----- GIVEN DATA -----

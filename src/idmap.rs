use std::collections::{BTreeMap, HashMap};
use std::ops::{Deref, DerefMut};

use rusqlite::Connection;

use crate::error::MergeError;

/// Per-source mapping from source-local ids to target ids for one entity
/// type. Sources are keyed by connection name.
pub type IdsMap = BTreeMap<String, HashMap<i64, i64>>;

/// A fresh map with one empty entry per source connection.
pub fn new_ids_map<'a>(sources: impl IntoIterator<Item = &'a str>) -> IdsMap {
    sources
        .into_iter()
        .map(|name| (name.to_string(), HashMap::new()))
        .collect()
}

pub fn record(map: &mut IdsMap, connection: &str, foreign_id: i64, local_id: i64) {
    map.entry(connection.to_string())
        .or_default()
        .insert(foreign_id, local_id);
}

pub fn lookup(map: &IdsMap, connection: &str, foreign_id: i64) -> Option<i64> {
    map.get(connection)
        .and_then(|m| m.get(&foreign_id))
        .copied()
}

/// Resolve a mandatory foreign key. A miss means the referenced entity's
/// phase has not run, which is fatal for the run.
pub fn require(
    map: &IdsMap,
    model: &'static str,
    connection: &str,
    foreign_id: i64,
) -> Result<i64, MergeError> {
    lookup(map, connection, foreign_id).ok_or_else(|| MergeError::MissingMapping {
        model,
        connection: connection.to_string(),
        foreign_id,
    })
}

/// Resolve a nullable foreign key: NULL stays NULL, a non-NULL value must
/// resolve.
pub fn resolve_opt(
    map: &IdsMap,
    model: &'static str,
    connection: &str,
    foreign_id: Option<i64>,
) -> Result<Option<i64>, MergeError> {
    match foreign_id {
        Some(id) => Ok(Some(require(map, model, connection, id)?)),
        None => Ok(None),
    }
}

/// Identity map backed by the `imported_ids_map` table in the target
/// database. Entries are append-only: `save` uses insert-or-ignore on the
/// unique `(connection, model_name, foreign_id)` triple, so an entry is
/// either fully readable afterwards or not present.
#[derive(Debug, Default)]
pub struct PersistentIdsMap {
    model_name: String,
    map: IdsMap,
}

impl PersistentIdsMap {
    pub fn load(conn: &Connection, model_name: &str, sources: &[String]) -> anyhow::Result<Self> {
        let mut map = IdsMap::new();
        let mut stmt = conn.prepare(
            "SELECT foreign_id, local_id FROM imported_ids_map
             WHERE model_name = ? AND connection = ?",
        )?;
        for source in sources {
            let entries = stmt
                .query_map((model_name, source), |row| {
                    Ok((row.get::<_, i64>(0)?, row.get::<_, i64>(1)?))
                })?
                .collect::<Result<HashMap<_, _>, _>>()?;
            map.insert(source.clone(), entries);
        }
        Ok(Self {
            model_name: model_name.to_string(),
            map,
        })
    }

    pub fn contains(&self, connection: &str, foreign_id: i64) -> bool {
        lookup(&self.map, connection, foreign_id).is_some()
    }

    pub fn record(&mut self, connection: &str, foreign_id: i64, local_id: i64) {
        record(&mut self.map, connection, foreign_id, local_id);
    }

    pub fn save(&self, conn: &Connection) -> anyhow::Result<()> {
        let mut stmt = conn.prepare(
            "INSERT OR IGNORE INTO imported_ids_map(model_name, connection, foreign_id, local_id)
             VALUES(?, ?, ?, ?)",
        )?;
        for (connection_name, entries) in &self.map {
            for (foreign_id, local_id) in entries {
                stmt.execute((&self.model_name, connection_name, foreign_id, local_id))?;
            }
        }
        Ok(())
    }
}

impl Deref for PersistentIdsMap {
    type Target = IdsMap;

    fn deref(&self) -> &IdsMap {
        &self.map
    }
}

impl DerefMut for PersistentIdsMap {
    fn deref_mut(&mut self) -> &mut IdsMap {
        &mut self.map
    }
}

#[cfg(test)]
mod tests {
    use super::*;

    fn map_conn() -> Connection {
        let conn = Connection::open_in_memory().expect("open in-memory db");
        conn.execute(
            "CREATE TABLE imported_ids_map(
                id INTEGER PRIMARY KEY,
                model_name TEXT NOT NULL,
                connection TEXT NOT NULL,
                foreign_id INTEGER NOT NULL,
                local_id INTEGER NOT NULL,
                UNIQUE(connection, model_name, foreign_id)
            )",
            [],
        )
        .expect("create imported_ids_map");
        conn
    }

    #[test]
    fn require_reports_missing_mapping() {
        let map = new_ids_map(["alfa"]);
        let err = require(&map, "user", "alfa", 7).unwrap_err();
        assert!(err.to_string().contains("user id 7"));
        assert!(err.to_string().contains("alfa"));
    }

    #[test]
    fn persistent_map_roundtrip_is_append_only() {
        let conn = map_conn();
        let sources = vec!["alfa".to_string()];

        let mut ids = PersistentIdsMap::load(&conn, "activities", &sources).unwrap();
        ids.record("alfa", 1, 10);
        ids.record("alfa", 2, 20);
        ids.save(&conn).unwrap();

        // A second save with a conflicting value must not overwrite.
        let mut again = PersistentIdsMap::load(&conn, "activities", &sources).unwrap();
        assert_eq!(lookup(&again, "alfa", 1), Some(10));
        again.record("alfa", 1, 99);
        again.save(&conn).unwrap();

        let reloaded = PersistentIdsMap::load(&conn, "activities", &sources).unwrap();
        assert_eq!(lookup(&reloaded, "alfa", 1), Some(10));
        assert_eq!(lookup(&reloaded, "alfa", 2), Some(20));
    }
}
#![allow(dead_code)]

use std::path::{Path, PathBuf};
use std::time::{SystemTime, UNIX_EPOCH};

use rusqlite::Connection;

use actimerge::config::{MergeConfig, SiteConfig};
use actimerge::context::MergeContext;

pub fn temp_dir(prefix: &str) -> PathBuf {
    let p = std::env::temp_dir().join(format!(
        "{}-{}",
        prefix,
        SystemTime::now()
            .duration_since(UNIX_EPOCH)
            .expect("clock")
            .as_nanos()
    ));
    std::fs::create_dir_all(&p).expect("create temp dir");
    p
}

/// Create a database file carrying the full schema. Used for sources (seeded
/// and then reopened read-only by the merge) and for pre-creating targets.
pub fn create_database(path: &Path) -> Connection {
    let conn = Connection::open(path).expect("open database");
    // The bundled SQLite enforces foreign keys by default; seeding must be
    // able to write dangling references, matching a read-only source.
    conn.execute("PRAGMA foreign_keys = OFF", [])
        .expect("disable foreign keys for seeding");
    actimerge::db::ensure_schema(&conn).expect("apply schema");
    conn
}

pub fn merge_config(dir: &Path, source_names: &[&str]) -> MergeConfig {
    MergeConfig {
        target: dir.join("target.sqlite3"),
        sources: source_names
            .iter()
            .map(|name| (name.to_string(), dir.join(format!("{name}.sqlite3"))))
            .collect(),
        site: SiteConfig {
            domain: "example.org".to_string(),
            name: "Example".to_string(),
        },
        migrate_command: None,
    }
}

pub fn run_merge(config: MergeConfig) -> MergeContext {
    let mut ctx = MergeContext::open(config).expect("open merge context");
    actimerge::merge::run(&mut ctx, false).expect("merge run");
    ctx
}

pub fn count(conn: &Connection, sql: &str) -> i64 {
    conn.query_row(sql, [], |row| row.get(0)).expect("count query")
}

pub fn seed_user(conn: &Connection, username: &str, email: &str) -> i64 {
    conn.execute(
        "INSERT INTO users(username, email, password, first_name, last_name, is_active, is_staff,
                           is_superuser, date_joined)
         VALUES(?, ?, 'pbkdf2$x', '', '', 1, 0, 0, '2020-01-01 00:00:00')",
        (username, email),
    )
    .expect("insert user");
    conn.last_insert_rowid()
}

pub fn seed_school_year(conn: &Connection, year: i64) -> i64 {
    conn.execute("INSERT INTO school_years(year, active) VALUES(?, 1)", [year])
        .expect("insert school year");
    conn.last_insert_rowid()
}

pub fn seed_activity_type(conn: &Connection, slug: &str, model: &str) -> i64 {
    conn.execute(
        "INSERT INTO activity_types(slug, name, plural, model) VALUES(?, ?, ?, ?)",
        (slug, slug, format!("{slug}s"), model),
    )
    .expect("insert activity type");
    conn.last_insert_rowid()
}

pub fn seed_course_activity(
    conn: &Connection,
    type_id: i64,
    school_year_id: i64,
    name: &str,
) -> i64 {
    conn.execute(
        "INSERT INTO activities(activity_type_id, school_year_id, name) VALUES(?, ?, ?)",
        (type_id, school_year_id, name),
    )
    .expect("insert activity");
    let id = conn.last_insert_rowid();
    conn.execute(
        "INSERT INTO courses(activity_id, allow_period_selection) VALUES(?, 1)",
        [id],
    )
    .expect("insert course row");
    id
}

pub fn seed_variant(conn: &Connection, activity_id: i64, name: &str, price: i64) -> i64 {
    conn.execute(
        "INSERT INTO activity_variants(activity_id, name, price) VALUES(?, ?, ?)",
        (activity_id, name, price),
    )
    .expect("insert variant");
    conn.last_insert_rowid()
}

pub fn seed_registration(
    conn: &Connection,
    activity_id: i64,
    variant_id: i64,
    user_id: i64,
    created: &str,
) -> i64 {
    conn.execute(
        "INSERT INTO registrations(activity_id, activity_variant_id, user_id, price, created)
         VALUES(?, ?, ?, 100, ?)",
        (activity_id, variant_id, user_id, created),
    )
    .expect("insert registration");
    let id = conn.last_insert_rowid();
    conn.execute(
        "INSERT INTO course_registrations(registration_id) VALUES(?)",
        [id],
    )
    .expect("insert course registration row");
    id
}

-----

- TASK OBJECTIVE -
Transcribe the records above from the line holding "pub fn lookup(map: &IdsMap, connection: &str, foreign_id: i64)" down to the line holding "-> Result<i64, MergeError>", inclusive, without adding anything.

- SOLUTION -
pub fn lookup(map: &IdsMap, connection: &str, foreign_id: i64) -> Option<i64> {
    map.get(connection)
        .and_then(|m| m.get(&foreign_id))
        .copied()
}

/// Resolve a mandatory foreign key. A miss means the referenced entity's
/// phase has not run, which is fatal for the run.
pub fn require(
    map: &IdsMap,
    model: &'static str,
    connection: &str,
    foreign_id: i64,
) -> Result<i64, MergeError> {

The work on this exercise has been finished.